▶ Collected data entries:

------------

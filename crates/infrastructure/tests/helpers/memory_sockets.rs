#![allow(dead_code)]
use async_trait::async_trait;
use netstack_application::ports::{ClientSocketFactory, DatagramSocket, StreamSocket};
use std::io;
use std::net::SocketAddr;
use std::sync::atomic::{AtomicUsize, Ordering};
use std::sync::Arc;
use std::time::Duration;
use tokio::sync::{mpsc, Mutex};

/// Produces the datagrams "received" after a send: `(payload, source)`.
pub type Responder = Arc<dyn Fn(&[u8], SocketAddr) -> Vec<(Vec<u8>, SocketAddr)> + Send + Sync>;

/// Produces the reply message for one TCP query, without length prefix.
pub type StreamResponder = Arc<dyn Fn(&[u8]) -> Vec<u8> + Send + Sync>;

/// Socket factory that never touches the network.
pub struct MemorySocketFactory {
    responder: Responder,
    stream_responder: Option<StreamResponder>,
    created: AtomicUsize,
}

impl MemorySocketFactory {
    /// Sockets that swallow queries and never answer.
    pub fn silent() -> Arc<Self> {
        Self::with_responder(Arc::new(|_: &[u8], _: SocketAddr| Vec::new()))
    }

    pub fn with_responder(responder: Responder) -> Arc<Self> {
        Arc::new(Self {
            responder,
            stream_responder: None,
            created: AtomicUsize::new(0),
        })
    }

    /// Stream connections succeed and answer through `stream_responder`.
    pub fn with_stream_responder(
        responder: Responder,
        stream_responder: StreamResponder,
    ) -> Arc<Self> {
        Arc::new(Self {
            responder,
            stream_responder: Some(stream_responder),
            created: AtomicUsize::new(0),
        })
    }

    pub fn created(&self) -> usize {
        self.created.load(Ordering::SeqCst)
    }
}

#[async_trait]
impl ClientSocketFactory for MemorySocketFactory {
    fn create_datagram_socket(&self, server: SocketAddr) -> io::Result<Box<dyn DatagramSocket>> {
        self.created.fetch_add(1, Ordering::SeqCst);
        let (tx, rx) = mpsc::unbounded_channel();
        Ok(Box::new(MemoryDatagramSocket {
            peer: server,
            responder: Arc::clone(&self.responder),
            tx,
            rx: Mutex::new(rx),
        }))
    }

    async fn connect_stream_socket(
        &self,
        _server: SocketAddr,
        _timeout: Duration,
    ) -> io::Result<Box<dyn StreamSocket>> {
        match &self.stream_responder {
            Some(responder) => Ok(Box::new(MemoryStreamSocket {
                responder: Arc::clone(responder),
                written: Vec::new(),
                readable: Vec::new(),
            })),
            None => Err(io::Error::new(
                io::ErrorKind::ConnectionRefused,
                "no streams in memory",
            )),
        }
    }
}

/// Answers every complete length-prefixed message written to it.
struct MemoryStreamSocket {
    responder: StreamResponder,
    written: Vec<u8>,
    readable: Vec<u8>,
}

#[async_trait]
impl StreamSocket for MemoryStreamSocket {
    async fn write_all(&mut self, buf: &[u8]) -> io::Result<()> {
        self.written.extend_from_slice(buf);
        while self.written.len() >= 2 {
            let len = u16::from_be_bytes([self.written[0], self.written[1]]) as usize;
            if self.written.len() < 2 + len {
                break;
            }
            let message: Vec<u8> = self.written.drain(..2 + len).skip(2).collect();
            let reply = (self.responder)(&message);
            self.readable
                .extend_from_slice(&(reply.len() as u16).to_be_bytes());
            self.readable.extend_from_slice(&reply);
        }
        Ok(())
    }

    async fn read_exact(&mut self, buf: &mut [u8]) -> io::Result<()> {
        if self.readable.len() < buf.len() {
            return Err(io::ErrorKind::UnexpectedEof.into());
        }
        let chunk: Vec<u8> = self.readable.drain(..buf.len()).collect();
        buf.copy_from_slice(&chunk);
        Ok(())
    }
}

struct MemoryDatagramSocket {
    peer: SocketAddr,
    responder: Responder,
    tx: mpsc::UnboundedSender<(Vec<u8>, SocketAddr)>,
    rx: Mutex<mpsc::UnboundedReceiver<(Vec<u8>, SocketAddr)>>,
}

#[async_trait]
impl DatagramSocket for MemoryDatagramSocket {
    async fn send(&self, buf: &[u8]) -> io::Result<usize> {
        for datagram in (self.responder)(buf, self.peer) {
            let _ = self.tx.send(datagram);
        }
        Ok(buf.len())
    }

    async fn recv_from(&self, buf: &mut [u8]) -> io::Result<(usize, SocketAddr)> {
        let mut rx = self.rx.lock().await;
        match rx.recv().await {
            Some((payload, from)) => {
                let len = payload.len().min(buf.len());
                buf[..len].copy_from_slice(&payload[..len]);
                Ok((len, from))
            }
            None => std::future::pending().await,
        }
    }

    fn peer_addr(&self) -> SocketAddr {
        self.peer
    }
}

------------

▶ ACTIVITY: Look through the lines above and collect those with the word "Result".

▶ OUTPUT FOR THIS EXERCISE:
    fn create_datagram_socket(&self, server: SocketAddr) -> io::Result<Box<dyn DatagramSocket>> {
    ) -> io::Result<Box<dyn StreamSocket>> {
    async fn write_all(&mut self, buf: &[u8]) -> io::Result<()> {
    async fn read_exact(&mut self, buf: &mut [u8]) -> io::Result<()> {
    async fn send(&self, buf: &[u8]) -> io::Result<usize> {
    async fn recv_from(&self, buf: &mut [u8]) -> io::Result<(usize, SocketAddr)> {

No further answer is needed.